カーニーBOE総裁は記者会見で、「ポンド急落でインフレが高進して消費支出に影響し、今年の経済成長ペースは鈍いく、賃金上昇水準もインフレ動向を下回る」と、ポンド安による弊害を強く意識していました。一方、ブレグジットの顕著な影響が表れており、政策金利を変更する際に交渉が最大の要因になる可能性が高いとありポンド売りの材料となっています。

GBPUSDは昨年10月のボトム1.1905→9月後半の高値1.3657まで14.7%と大きく上昇したことで通貨安による弊害は弱まっていることが想像できますが、逆に先週末には一時1.30400台まで約4.5%近く下落していることで、通貨安による影響が再燃する可能性も否定できません。今後の経済指標を見守る必要がありますが、仮にポンド安が顕著になるようならそれをけん制する発言の可能性も否定できません。

DailyチャートのBBは、Basis=1.3191、Upper=1.3315、Lower=1.3067。

DailyチャートのStoch RSIは、K=46.63、D=57.02とニュートラルゾーンにあり、売り変化へ。

DailyチャートのMAは、36日MA=終値ベース1.3279近辺を高値に上値の重い展開が続き、200日MA=終値ベース1.2854と引き続き乖離幅は大きいままです。

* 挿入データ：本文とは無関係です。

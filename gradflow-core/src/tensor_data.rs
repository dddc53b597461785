// src/tensor_data.rs

use crate::autograd::op::OpKind;
use crate::buffer::Buffer;
use crate::tensor::Tensor;
use std::fmt::Debug;
use std::sync::{Arc, PoisonError};

/// Internal record of a graph node.
///
/// It is wrapped in `Arc<RwLock<TensorData>>` by [`Tensor`] so that several handles (user
/// variables, children holding it as a parent, gradient nodes) can share one node while
/// the backward pass mutates its gradient slot.
#[derive(Debug)]
pub struct TensorData {
    /// Forward value. Never modified after construction.
    pub(crate) value: Buffer,

    // --- Autograd Metadata ---
    /// Flag indicating if gradients should flow into this node.
    pub(crate) requires_grad: bool,
    /// Accumulated gradient, same shape as `value`. `None` stands for zero.
    ///
    /// After a pass with `make_graph` this is itself a differentiable node.
    pub(crate) grad: Option<Tensor>,
    /// Operands this node was computed from, in operand order. Empty for leaves.
    pub(crate) parents: Vec<Tensor>,
    /// Operation that produced the node. `None` for leaves and released nodes.
    pub(crate) op: Option<OpKind>,
    /// Label of the producing operation, kept after release for diagnostics.
    pub(crate) op_label: &'static str,
    /// Set once a backward pass ran through this node with `retain_graph = false`.
    pub(crate) released: bool,
}

impl TensorData {
    /// A parentless node holding `value`.
    pub(crate) fn leaf(value: Buffer, requires_grad: bool) -> Self {
        TensorData {
            value,
            requires_grad,
            grad: None,
            parents: Vec::new(),
            op: None,
            op_label: "leaf",
            released: false,
        }
    }

    /// A node produced by `op` from `parents`. Always requires grad.
    pub(crate) fn result(value: Buffer, parents: Vec<Tensor>, op: OpKind) -> Self {
        TensorData {
            value,
            requires_grad: true,
            grad: None,
            parents,
            op_label: op.name(),
            op: Some(op),
            released: false,
        }
    }

    pub fn shape(&self) -> &[usize] {
        self.value.shape()
    }

    pub fn numel(&self) -> usize {
        self.value.numel()
    }

    pub fn is_leaf(&self) -> bool {
        self.parents.is_empty()
    }
}

impl Drop for TensorData {
    /// Tears down the ancestry iteratively.
    ///
    /// Parent links (and gradient nodes, which are graphs themselves after a
    /// `make_graph` pass) are moved into a worklist. A handle that turns out to be the
    /// last one hands its own links over before its record is freed, so dropping a long
    /// chain never nests one drop call per node.
    fn drop(&mut self) {
        let mut pending: Vec<Tensor> = std::mem::take(&mut self.parents);
        pending.extend(self.grad.take());

        while let Some(node) = pending.pop() {
            let Tensor { data } = node;
            if let Ok(lock) = Arc::try_unwrap(data) {
                let mut inner = lock.into_inner().unwrap_or_else(PoisonError::into_inner);
                pending.append(&mut inner.parents);
                pending.extend(inner.grad.take());
            }
        }
    }
}

#[cfg(test)]
#[path = "tensor_data_test.rs"]
mod tests;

Weeklyチャートでは、36週MA高値ベース1.3257を上限に、200週MA高値ベース1.3061、終値ベース1.3007がボトムになるか重要。

IMM通貨先物では、【ポンド】-1,485→1,245(2,730)と、ポンドは、9月26日に98週続いたショートからロングへ転換してからも、ロングとショートの変化が続き方向性は定まらず。GBPUSDも他の主要通貨に比べれば安定的。

GBPUSDのオプションのリスクリバーサルでは、ロンドンベースで1週間が前週-0.30→0.40%、1か月も-0.40→-0.45%とポンド安リスクが拡大中。